[Start of section]

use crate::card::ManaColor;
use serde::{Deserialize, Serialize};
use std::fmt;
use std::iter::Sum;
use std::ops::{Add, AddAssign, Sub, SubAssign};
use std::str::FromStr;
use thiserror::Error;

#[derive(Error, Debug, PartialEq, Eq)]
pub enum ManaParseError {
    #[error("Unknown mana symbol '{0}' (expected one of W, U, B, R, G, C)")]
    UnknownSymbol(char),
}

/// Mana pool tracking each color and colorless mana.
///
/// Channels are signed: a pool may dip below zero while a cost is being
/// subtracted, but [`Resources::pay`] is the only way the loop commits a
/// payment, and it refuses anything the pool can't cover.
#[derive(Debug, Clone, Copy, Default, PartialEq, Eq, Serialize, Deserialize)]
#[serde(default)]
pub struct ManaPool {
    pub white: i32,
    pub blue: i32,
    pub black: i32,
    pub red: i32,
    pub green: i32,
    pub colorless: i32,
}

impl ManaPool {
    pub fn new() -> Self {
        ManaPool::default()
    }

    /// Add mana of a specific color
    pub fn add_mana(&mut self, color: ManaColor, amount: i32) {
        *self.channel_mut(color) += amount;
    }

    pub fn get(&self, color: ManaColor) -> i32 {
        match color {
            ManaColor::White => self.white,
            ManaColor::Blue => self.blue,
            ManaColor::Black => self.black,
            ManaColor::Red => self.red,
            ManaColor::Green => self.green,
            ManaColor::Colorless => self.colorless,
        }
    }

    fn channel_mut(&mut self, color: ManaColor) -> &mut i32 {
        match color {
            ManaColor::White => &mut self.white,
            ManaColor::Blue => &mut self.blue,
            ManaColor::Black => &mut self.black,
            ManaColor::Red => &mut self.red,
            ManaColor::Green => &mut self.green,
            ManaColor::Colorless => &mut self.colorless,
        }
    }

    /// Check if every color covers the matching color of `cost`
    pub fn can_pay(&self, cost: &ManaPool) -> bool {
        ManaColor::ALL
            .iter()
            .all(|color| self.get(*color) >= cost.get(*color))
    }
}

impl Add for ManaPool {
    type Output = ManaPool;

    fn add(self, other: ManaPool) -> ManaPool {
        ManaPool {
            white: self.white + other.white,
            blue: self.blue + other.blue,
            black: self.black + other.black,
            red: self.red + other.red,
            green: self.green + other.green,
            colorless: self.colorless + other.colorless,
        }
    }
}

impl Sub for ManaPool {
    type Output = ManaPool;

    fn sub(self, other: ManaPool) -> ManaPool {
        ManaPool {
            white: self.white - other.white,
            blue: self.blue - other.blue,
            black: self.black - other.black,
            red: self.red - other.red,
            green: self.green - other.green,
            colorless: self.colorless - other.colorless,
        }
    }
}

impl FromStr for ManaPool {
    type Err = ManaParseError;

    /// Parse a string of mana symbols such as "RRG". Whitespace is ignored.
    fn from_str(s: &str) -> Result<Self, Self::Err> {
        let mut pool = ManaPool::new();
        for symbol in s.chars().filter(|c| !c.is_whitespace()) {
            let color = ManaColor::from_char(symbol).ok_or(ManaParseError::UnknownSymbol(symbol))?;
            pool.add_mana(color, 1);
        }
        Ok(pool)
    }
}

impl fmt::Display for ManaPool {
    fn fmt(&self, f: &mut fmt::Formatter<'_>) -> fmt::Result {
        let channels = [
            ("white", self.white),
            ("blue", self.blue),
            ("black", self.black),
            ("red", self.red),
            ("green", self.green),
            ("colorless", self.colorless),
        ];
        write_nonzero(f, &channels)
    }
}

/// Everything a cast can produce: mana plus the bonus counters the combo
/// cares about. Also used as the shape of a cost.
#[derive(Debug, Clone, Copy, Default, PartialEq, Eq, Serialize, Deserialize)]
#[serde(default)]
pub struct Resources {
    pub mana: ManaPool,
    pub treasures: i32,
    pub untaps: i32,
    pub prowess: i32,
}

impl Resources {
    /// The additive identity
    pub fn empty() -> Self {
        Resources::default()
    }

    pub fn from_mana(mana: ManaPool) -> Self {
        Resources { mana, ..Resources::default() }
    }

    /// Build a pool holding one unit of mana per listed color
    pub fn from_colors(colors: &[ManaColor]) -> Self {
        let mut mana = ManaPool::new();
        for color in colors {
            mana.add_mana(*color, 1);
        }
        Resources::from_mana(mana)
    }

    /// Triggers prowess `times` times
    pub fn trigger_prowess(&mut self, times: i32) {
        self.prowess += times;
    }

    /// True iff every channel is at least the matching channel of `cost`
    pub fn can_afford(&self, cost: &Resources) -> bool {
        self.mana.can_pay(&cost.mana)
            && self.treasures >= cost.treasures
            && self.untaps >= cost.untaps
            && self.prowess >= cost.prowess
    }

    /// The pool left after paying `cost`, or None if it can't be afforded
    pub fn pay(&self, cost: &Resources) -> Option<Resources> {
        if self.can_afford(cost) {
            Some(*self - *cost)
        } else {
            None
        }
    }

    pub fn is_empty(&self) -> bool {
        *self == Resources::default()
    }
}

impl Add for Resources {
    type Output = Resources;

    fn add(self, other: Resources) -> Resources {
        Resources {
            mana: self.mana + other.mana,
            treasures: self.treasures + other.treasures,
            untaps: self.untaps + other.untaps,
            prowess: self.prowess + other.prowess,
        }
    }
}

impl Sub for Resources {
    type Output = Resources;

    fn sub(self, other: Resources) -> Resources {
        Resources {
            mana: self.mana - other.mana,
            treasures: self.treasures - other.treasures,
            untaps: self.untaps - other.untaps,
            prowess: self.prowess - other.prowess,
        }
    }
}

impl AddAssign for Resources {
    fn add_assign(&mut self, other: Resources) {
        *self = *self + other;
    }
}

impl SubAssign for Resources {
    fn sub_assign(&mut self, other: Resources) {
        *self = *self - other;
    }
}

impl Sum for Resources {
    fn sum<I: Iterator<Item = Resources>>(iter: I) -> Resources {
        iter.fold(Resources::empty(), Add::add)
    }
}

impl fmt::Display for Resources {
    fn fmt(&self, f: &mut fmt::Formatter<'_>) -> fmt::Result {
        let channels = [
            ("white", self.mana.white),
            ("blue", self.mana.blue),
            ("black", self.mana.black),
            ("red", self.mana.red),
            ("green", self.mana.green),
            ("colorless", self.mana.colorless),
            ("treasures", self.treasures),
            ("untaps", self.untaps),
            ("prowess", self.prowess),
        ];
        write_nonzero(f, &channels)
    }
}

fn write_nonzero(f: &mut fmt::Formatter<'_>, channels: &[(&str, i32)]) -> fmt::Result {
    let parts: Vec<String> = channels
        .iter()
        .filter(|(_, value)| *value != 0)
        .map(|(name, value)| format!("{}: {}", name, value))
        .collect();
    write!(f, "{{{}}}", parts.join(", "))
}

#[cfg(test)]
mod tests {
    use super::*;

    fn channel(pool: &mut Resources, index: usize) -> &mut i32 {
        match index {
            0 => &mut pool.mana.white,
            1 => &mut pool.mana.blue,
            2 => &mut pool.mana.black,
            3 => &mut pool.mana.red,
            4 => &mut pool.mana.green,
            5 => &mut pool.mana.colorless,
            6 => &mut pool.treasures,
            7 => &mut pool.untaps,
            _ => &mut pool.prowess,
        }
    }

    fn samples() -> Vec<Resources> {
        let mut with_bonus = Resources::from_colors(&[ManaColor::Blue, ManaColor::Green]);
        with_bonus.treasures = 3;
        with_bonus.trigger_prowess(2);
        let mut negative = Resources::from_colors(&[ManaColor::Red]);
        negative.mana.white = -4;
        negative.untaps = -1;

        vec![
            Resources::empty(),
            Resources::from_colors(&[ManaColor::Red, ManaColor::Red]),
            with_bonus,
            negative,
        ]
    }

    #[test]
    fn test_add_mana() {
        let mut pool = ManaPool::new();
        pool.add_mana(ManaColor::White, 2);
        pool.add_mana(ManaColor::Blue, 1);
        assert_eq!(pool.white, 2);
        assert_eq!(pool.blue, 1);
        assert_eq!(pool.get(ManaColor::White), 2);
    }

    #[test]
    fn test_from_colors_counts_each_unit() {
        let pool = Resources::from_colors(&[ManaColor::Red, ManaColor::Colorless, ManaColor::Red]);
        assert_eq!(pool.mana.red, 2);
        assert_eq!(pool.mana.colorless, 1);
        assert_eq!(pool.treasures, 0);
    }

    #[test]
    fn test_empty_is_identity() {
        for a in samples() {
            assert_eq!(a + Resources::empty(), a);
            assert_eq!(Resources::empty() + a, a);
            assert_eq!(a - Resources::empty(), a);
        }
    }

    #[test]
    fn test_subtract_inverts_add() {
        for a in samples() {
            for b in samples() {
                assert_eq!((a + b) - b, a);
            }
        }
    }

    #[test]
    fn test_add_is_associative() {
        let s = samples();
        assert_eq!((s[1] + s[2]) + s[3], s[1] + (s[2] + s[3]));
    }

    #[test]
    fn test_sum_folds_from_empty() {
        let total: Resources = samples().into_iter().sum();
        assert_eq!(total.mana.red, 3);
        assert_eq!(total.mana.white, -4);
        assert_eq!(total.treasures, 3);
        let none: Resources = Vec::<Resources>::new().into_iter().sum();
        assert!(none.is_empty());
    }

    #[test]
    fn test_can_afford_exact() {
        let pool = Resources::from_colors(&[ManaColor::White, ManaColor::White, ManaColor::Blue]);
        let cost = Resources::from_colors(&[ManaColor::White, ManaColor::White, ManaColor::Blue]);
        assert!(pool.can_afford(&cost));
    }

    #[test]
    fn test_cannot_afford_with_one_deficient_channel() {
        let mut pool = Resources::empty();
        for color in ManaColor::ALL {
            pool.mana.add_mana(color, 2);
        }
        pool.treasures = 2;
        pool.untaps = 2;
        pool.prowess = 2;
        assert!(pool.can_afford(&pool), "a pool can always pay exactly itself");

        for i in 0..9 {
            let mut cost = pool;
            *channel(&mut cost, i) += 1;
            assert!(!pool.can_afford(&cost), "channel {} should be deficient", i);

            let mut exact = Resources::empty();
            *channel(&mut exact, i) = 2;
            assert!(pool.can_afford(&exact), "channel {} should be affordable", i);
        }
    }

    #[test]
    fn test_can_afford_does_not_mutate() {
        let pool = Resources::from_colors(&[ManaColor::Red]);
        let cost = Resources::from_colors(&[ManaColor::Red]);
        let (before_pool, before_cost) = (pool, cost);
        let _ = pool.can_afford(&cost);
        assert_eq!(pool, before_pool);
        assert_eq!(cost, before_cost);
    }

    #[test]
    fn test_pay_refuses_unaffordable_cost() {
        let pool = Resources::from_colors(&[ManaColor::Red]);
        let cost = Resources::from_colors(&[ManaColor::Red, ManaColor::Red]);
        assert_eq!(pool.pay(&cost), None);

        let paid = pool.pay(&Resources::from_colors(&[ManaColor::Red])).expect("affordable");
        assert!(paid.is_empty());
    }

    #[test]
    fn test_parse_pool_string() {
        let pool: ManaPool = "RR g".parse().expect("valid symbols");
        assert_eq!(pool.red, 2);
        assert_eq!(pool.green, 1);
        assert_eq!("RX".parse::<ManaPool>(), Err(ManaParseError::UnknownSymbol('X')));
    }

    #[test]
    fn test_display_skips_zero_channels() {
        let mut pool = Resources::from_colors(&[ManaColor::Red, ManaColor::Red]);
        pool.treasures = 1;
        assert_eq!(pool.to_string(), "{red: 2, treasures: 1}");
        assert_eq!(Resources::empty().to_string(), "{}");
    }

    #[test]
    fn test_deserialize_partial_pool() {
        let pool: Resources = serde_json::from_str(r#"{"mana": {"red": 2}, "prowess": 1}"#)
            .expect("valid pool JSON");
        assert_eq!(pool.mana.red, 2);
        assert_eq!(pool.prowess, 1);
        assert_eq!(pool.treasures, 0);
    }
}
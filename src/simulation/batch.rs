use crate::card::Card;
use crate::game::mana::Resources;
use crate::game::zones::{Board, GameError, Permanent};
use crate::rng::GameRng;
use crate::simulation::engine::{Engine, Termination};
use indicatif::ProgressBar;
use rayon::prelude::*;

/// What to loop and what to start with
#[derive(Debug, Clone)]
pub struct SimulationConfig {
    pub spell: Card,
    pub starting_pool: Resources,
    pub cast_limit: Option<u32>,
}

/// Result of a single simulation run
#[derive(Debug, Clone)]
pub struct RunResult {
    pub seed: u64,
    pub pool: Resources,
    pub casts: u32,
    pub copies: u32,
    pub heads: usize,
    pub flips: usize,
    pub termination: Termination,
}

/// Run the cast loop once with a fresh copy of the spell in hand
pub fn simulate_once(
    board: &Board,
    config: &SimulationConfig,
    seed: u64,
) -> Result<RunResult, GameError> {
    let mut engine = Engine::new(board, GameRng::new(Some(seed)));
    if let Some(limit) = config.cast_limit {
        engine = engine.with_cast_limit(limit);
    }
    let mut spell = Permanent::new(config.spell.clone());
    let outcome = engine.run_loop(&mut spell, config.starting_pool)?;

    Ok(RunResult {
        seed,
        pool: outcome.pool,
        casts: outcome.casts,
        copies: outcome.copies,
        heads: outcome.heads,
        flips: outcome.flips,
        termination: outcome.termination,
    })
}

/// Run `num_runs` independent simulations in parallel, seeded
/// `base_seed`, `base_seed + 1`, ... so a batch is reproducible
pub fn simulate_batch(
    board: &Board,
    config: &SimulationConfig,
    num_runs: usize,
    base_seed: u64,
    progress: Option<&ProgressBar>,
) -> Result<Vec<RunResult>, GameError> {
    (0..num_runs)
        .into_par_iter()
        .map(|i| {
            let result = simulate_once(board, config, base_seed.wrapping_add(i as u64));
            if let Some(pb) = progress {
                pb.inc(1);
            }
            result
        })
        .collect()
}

[End of section]

▸ **EXERCISE**: Each line in the listing where the word "index" is found is to be copied.

▸ **EXERCISE OUTPUT**:
    fn channel(pool: &mut Resources, index: usize) -> &mut i32 {
        match index {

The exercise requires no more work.